* TASK TO CARRY OUT
In the entries that follow, how many lines contain the word "store"? Answer with the number only.

++++ EXTRACTED DATA

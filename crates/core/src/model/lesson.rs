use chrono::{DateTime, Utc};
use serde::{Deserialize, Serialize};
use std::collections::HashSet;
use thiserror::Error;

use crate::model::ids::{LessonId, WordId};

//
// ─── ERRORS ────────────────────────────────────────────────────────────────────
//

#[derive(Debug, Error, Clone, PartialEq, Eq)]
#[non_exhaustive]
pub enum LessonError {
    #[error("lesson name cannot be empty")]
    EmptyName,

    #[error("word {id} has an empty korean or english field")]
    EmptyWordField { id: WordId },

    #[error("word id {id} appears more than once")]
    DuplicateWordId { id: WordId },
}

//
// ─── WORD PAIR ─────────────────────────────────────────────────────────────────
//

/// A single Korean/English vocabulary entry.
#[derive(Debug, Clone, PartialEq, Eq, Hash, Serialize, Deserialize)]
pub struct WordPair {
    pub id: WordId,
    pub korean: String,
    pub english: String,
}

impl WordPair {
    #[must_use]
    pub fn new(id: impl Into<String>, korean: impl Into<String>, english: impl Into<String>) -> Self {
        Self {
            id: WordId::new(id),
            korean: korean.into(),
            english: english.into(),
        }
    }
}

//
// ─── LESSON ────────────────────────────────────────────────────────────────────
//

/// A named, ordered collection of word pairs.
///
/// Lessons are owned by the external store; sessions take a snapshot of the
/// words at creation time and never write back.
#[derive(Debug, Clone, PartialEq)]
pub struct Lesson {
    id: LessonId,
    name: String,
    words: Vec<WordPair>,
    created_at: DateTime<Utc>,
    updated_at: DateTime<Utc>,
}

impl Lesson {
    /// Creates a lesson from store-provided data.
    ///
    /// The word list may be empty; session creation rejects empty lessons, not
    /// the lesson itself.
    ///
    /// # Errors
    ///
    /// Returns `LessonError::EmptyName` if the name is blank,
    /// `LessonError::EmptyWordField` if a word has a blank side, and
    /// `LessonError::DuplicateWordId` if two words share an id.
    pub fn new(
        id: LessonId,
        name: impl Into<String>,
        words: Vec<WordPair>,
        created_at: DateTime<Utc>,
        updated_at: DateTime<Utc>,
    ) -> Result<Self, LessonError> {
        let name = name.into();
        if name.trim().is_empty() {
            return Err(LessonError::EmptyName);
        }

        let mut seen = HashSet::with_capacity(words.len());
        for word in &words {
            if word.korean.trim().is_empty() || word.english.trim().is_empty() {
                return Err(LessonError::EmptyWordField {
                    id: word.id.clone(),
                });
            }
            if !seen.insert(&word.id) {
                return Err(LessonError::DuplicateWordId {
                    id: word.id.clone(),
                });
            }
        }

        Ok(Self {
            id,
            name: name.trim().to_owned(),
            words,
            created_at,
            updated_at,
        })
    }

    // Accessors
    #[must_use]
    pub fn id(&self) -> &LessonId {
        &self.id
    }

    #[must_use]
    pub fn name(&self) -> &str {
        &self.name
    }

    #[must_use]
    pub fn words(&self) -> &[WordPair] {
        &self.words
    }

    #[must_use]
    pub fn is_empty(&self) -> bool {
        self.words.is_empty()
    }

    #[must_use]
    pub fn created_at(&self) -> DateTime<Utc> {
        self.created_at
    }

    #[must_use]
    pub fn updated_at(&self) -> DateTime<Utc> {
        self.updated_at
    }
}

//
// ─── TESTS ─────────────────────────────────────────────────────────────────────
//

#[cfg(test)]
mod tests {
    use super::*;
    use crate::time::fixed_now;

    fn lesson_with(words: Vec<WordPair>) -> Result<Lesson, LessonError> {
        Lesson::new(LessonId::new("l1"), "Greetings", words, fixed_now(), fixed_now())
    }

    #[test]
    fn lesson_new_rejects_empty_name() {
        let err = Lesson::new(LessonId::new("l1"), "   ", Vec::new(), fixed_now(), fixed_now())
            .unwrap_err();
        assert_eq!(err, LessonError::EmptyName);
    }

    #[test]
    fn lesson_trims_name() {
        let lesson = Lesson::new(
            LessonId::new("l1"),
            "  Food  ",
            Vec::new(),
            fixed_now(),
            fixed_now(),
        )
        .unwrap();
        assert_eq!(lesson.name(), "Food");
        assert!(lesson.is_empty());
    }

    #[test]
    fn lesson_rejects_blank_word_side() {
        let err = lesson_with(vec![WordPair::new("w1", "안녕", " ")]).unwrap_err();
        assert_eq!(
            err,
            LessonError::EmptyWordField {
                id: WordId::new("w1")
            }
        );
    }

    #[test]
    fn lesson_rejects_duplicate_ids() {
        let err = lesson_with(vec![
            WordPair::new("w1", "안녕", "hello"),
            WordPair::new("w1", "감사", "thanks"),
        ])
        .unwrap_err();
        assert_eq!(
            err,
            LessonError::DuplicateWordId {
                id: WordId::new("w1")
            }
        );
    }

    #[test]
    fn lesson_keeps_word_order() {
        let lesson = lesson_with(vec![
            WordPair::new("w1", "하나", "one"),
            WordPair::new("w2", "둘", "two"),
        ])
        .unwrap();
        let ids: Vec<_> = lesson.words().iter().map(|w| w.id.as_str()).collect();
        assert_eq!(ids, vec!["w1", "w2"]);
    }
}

++++++++

* RESPONSE BELOW
2